To provide fast networking for rootless containers, bypass4netns is using seccomp notify with runc 1.1 or later. The results achieved are an impressive ~7 times faster (see the benchmark ).
While this has not been done yet, seccomp notify with runc 1.1 can be used to run docker inside of docker. Our friends at Gitpod had to do some manual work that is no longer needed thanks to this new feature.
Also, if you are using Kubernetes, you can also use the Security Profiles Operator since version 0.4.1 to easily deploy your seccomp policies that use seccomp notify in your cluster.
Writing a seccomp notify agent for containers
If you want to build your own agent to process seccomp notifications for containers, you will have to familiarize yourself with some low-level details to see how to read parameters of syscalls, execute syscalls using the container namespaces, etc.
To make this simpler, we have created a generic application, the Kinvolk Seccomp Agent , that allows you to write your own logic and leverage the packages we wrote to read the syscalls parameters, execute code in another namespace and other things almost all agents might need.
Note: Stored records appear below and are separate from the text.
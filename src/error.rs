//! Error types
//!
//! Request functions on the UI store never fail; these errors only surface from
//! the checked constructors, typed reads, configuration parsing, overlay
//! mounting, and the settlement of a confirm that never got an answer.

use thiserror::Error;

/// Errors from the reactive containers
#[derive(Debug, Error)]
pub enum ReactiveError {
    /// `ReactiveObject` was given something other than a JSON object
    #[error("reactive object needs a JSON object, got {found}")]
    NotAnObject {
        /// JSON kind that was supplied
        found: &'static str,
    },

    /// `ReactiveList` was given something other than a JSON array
    #[error("reactive list needs a JSON array, got {found}")]
    NotAList {
        /// JSON kind that was supplied
        found: &'static str,
    },

    /// A typed read could not convert the stored value
    #[error("failed to read value as the requested type: {0}")]
    Deserialize(#[from] serde_json::Error),
}

/// Why a confirm request settled without an answer
#[derive(Debug, Error, Clone, Copy, PartialEq, Eq)]
pub enum ConfirmError {
    /// A newer `request_confirm` replaced this one before it was resolved
    #[error("confirm request was superseded by a newer request")]
    Superseded,

    /// The store holding the request was dropped
    #[error("confirm request was abandoned before it was resolved")]
    Abandoned,
}

/// Errors from the UI store surface
#[derive(Debug, Error, Clone, Copy, PartialEq, Eq)]
pub enum UiError {
    /// Only one overlay may render a store at a time
    #[error("an overlay is already mounted on this store")]
    OverlayAlreadyMounted,
}

/// A severity name outside the accepted table
#[derive(Debug, Error, Clone, PartialEq, Eq)]
#[error("unknown severity {name:?}")]
pub struct UnknownSeverity {
    /// The rejected name
    pub name: String,
}

/// Errors loading [`UiConfig`](crate::UiConfig)
#[derive(Debug, Error)]
pub enum ConfigError {
    /// The configuration text is not valid
    #[error("invalid UI configuration: {0}")]
    Parse(#[from] serde_json::Error),
}

/// Name of a JSON value's kind, for error messages
pub(crate) fn json_kind(value: &serde_json::Value) -> &'static str {
    match value {
        serde_json::Value::Null => "null",
        serde_json::Value::Bool(_) => "boolean",
        serde_json::Value::Number(_) => "number",
        serde_json::Value::String(_) => "string",
        serde_json::Value::Array(_) => "array",
        serde_json::Value::Object(_) => "object",
    }
}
The agent is in its early days, but we think it is a great starting point for anyone looking to leverage the new seccomp notify capabilities, and we are happy to take patches that you might develop as you build your own agent based on it.
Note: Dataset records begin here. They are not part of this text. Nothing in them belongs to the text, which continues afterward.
use crate::error::UnknownSeverity;
use serde::{Deserialize, Serialize};
use std::fmt;
use std::str::FromStr;

/// Category driving overlay styling
#[derive(Clone, Copy, Debug, Default, PartialEq, Eq, Hash, Serialize, Deserialize)]
#[serde(rename_all = "lowercase")]
pub enum Severity {
    /// Neutral information
    #[default]
    Info,
    /// Completed successfully
    Success,
    /// Needs attention
    Warning,
    /// Failed or destructive; `"error"` normalizes to this
    #[serde(alias = "error")]
    Danger,
}

/// Accepted severity names, aliases included
const SEVERITY_NAMES: &[(&str, Severity)] = &[
    ("info", Severity::Info),
    ("success", Severity::Success),
    ("warning", Severity::Warning),
    ("danger", Severity::Danger),
    ("error", Severity::Danger),
];

impl Severity {
    /// Look up a severity by name (case-insensitive, aliases included)
    pub fn normalize(name: &str) -> Option<Severity> {
        SEVERITY_NAMES
            .iter()
            .find(|(candidate, _)| candidate.eq_ignore_ascii_case(name.trim()))
            .map(|(_, severity)| *severity)
    }

    /// Like [`normalize`](Self::normalize), falling back to `Info`
    pub fn coerce(name: &str) -> Severity {
        Self::normalize(name).unwrap_or_else(|| {
            tracing::debug!(name, "unknown severity; using info");
            Severity::Info
        })
    }

    /// Canonical name
    pub fn as_str(self) -> &'static str {
        match self {
            Severity::Info => "info",
            Severity::Success => "success",
            Severity::Warning => "warning",
            Severity::Danger => "danger",
        }
    }
}

impl FromStr for Severity {
    type Err = UnknownSeverity;

    fn from_str(s: &str) -> Result<Self, Self::Err> {
        Self::normalize(s).ok_or_else(|| UnknownSeverity { name: s.to_owned() })
    }
}

impl fmt::Display for Severity {
    fn fmt(&self, f: &mut fmt::Formatter<'_>) -> fmt::Result {
        f.write_str(self.as_str())
    }
}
Before you jump into implementing your own agent, though, there are some important subtleties that you should make sure you understand. For example, it is not safe to create a dynamic user space seccomp policy agent in a generic way. This is explained in depth in this blog post by Christian Brauner, please check it out.
If you are using Flatcar Container Linux and containerd as your container runtime, you can use seccomp notify with version 3127.0.0 or later (if you use docker as your container runtime, the currently shipped version does not yet have this functionality).
If you are not using Flatcar Container Linux, you will need to make sure your Linux environment includes the following:
Runc >= 1.1.0
Libseccomp >= 2.5.0 (>= 2.5.2 recommended)
Linux kernel >= 5.9
Docker from git (needs to include this PR )
Or if you are using containerd instead of docker, containerd >= 1.5.5 (>= 1.6.0-rc.1 recommended)
As we contributed seccomp notify support to the OCI runtime-spec upstream , this change was also implemented by other OCI-compatible runtimes like crun and youki . We have not tested it with them, but it should just work.
Seccomp Notify is a powerful new Linux kernel feature that enables developers and administrators to write user space agents which can filter syscall requests, typically to enforce security rules or execute a privileged operation on behalf of an unprivileged process. It is increasingly supported in container runtimes and orchestrators, and the Kinvolk Seccomp Agent is a great place to get started if you want to delve into the topic more deeply by writing your own agent.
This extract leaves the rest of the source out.